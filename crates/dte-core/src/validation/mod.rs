//! # Validation Module
//!
//! Business-rule validation for electronic tax documents.
//!
//! ## Validation Strategy
//! ```text
//! ┌─────────────────────────────────────────────────────────────────────────┐
//! │                      DocumentValidator                                  │
//! │                                                                         │
//! │  Document ──► rules_for(type) ──► [Rule; n] (fixed, ordered)           │
//! │                                      │                                  │
//! │                 ┌────────────────────┼────────────────────┐             │
//! │                 ▼                    ▼                    ▼             │
//! │           Rule::ItemLimits    Rule::SubTotals    Rule::Receiver  ...   │
//! │           Ok / first error    Ok / first error   Ok / first error      │
//! │                 │                    │                    │             │
//! │                 └────────────────────┼────────────────────┘             │
//! │                                      ▼                                  │
//! │                  Ok(())  or  Err(ValidationErrors[all failures])        │
//! └─────────────────────────────────────────────────────────────────────────┘
//! ```
//!
//! A rule stops at its own first violation. The validator never stops at
//! the first failing rule: every rule runs and every failure is collected.
//! Rules are independent of each other and of evaluation order.
//!
//! ## Usage
//! ```rust,ignore
//! use dte_core::validation::validate_document;
//!
//! if let Err(errors) = validate_document(&doc) {
//!     for message in errors.render(&renderer) {
//!         println!("{message}");
//!     }
//! }
//! ```

mod granularity;
mod identification;
mod items;
mod receiver;
mod related;
mod taxes;
mod totals;

use rust_decimal::Decimal;

use crate::decimal::round_money;
use crate::error::{ErrorCode, ValidationError, ValidationErrors};
use crate::types::{Document, DocumentType};

/// Result of a single rule check.
pub type RuleResult = Result<(), ValidationError>;

/// Maximum number of items on a document.
pub const MAX_ITEMS: usize = 2000;

/// Maximum number of related documents.
pub const MAX_RELATED_DOCUMENTS: usize = 50;

// =============================================================================
// Rules
// =============================================================================

/// Every validation rule, one variant per concern.
#[derive(Debug, Clone, Copy, PartialEq, Eq, Hash)]
pub enum Rule {
    Identification,
    ItemLimits,
    SaleCategoryExclusivity,
    ItemAmounts,
    TaxPresence,
    TaxLineItems,
    CategoryTotals,
    SubTotalSales,
    SubTotals,
    TaxComputation,
    OperationTotal,
    AmountToPay,
    Payments,
    Receiver,
    RelatedDocuments,
    WithholdingTotals,
    MonetaryGranularity,
}

impl Rule {
    pub fn name(&self) -> &'static str {
        match self {
            Rule::Identification => "identification",
            Rule::ItemLimits => "item_limits",
            Rule::SaleCategoryExclusivity => "sale_category_exclusivity",
            Rule::ItemAmounts => "item_amounts",
            Rule::TaxPresence => "tax_presence",
            Rule::TaxLineItems => "tax_line_items",
            Rule::CategoryTotals => "category_totals",
            Rule::SubTotalSales => "sub_total_sales",
            Rule::SubTotals => "sub_totals",
            Rule::TaxComputation => "tax_computation",
            Rule::OperationTotal => "operation_total",
            Rule::AmountToPay => "amount_to_pay",
            Rule::Payments => "payments",
            Rule::Receiver => "receiver",
            Rule::RelatedDocuments => "related_documents",
            Rule::WithholdingTotals => "withholding_totals",
            Rule::MonetaryGranularity => "monetary_granularity",
        }
    }

    /// Runs this rule against `doc`.
    pub fn check(&self, doc: &Document) -> RuleResult {
        match self {
            Rule::Identification => identification::check(doc),
            Rule::ItemLimits => items::check_limits(doc),
            Rule::SaleCategoryExclusivity => items::check_exclusivity(doc),
            Rule::ItemAmounts => items::check_amounts(doc),
            Rule::TaxPresence => items::check_tax_presence(doc),
            Rule::TaxLineItems => items::check_tax_lines(doc),
            Rule::CategoryTotals => totals::check_category_totals(doc),
            Rule::SubTotalSales => totals::check_sub_total_sales(doc),
            Rule::SubTotals => totals::check_sub_totals(doc),
            Rule::TaxComputation => taxes::check(doc),
            Rule::OperationTotal => totals::check_operation_total(doc),
            Rule::AmountToPay => totals::check_amount_to_pay(doc),
            Rule::Payments => totals::check_payments(doc),
            Rule::Receiver => receiver::check(doc),
            Rule::RelatedDocuments => related::check(doc),
            Rule::WithholdingTotals => totals::check_withholding(doc),
            Rule::MonetaryGranularity => granularity::check(doc),
        }
    }
}

const SALES_RULES: &[Rule] = &[
    Rule::Identification,
    Rule::ItemLimits,
    Rule::SaleCategoryExclusivity,
    Rule::ItemAmounts,
    Rule::TaxPresence,
    Rule::TaxLineItems,
    Rule::CategoryTotals,
    Rule::SubTotalSales,
    Rule::SubTotals,
    Rule::TaxComputation,
    Rule::OperationTotal,
    Rule::AmountToPay,
    Rule::Payments,
    Rule::Receiver,
    Rule::RelatedDocuments,
    Rule::MonetaryGranularity,
];

const WITHHOLDING_RULES: &[Rule] = &[
    Rule::Identification,
    Rule::ItemLimits,
    Rule::WithholdingTotals,
    Rule::Receiver,
    Rule::RelatedDocuments,
    Rule::MonetaryGranularity,
];

/// The fixed rule set for a document type.
pub fn rules_for(document_type: DocumentType) -> &'static [Rule] {
    match document_type {
        DocumentType::Invoice
        | DocumentType::TaxCreditVoucher
        | DocumentType::CreditNote
        | DocumentType::DebitNote => SALES_RULES,
        DocumentType::WithholdingReceipt => WITHHOLDING_RULES,
    }
}

// =============================================================================
// Orchestrator
// =============================================================================

/// Runs the rule set of one document type and aggregates failures.
#[derive(Debug, Clone, Copy)]
pub struct DocumentValidator {
    rules: &'static [Rule],
}

impl DocumentValidator {
    pub fn for_type(document_type: DocumentType) -> Self {
        DocumentValidator {
            rules: rules_for(document_type),
        }
    }

    pub fn rules(&self) -> &'static [Rule] {
        self.rules
    }

    /// Validates `doc` against every rule.
    ///
    /// ## Returns
    /// * `Ok(())` - No rule failed
    /// * `Err(ValidationErrors)` - One entry per failing rule, in rule order
    pub fn validate(&self, doc: &Document) -> Result<(), ValidationErrors> {
        let errors: Vec<ValidationError> = self
            .rules
            .iter()
            .filter_map(|rule| rule.check(doc).err())
            .collect();

        if errors.is_empty() {
            Ok(())
        } else {
            Err(ValidationErrors::new(errors))
        }
    }
}

/// Validates `doc` with the rule set of its own type.
pub fn validate_document(doc: &Document) -> Result<(), ValidationErrors> {
    DocumentValidator::for_type(doc.document_type()).validate(doc)
}

/// Formats an amount for error parameters (rounded to cents, two decimals).
pub(crate) fn amount(value: Decimal) -> String {
    format!("{:.2}", round_money(value))
}

/// A derived amount left the decimal range; `field` names what was computed.
pub(crate) fn overflow(field: impl ToString) -> ValidationError {
    ValidationError::new(ErrorCode::AmountOverflow).param(field)
}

_ _ _ _ _ _ _

■ **Task requirements**
From the records above, show each line that contains the word "taxes".

■ **Answer**
mod taxes;
            Rule::TaxComputation => taxes::check(doc),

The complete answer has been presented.